Can Routine Health Records Be Used to Track Zoonotic Diseases? Our New Study Explores the Potential

Our latest research, published in Science Direct: One Health is a feasibility study explores whether routinely collected health data from general practice can be used to monitor and understand the spread of zoonotic diseases in the UK population.
The short answer? It’s promising, but not without limitations.
What We Set Out to Explore
Zoonotic diseases — infections that pass between animals and humans — are a growing public health concern. Effective monitoring is key to identifying outbreaks early and understanding long-term patterns. But current surveillance systems rely on formal reporting, which can miss cases or vary in coverage over time.
Our study, conducted in collaboration with the University of Surrey and funded by Zoetis, investigated whether the Clinical Practice Research Datalink (CPRD) — a large, anonymised dataset of UK general practice records — could be a useful resource for tracking zoonotic infections in humans.
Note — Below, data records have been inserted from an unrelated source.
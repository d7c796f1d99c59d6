//! `vire-par` — recursive-descent and shunting-yard parser for the Vire
//! language frontend.
//!
//! [`Parser::parse`] drives a [`vire_lex::Lexer`] token-at-a-time and builds
//! a [`ast::Program`]: one [`ast::Namespace`] per `nspace` block, with every
//! `Var` declared anywhere in the program living in a single arena
//! (`Program::vars`) addressed by [`ast::VarId`] handles rather than direct
//! references, so a function body can refer to its own declaring `Var`
//! (recursion) without a cyclic ownership graph.
//!
//! Like the tokenizer beneath it, this is a fatal-error-only frontend: the
//! first malformed construct returns a single [`vire_util::Diagnostic`] and
//! parsing stops. There is no error recovery and no partial AST.

pub mod ast;
mod parser;
pub mod scope;

pub use ast::{
    ArrayLeaf, BinOp, ConstLeaf, FnCall, IfStatement, Lambda, Namespace, Node, Program, Range,
    RangeFlags, StrLeaf, UnOp, Var, VarId, VarLeaf, WhileLoop,
};
pub use parser::Parser;
pub use scope::ScopeStack;

/// Result alias for parser operations: `Ok` carries the produced value,
/// `Err` a single fatal diagnostic (mirrors `vire_lex::LexResult`).
pub type ParseResult<T> = Result<T, vire_util::Diagnostic>;

#[cfg(test)]
mod edge_cases;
We focused on ten notifiable zoonotic diseases, including Lyme disease, psittacosis, leptospirosis, pasteurellosis, and toxoplasmosis, across a ten-year period (2009 to 2019). We then compared this data with figures from Public Health England (PHE), now part of the UK Health Security Agency.
What We Found
Across the decade, CPRD captured 10,441 new cases of the selected zoonoses, compared with 32,167 cases reported by PHE. While absolute case counts were lower in CPRD, the temporal trends largely aligned. The correlation between CPRD and PHE data was statistically significant, with an R² of 0.571.
For some diseases, like Lyme disease, CPRD data tracked closely with national surveillance. But for others, including pasteurellosis, CPRD significantly underreported cases — likely because diagnoses were made outside of general practice settings or inconsistently coded in health records.
These findings suggest that CPRD can provide valuable insight into the incidence of zoonotic diseases, especially when triangulated with other data sources. But the study also highlights important gaps — in both clinical recording practices and data linkage between human and animal health systems.
Why This Matters
This work sits at the intersection of human health, animal health, and data science — an area often referred to as the One Health approach. As climate change, land use, and antimicrobial resistance continue to shift the landscape of zoonotic risk, real-world data offers a scalable, cost-effective tool for early detection and policy planning.
For Zoetis and other animal health stakeholders, this research underscores the need for better integration between companion animal and livestock health records and human health surveillance. Doing so could enhance our collective ability to respond to emerging threats and understand cross-species transmission in real-world settings.
Our Role and What’s Next
At Surrey DataHub, we’re committed to exploring how data (whether from GPs, vets, or owners) can help us understand patterns of health and disease that traditional studies miss. This work adds to our growing body of research on real-world health data, following recent publications on companion animal medication adherence and social media-based insights.
This study demonstrates that existing GP records, when combined with public health data and improved coding practices, have strong potential to support the national monitoring of zoonotic disease.
But we believe the next step is clear. Connecting animal and human health records is not just a technical challenge, it’s a public health priority.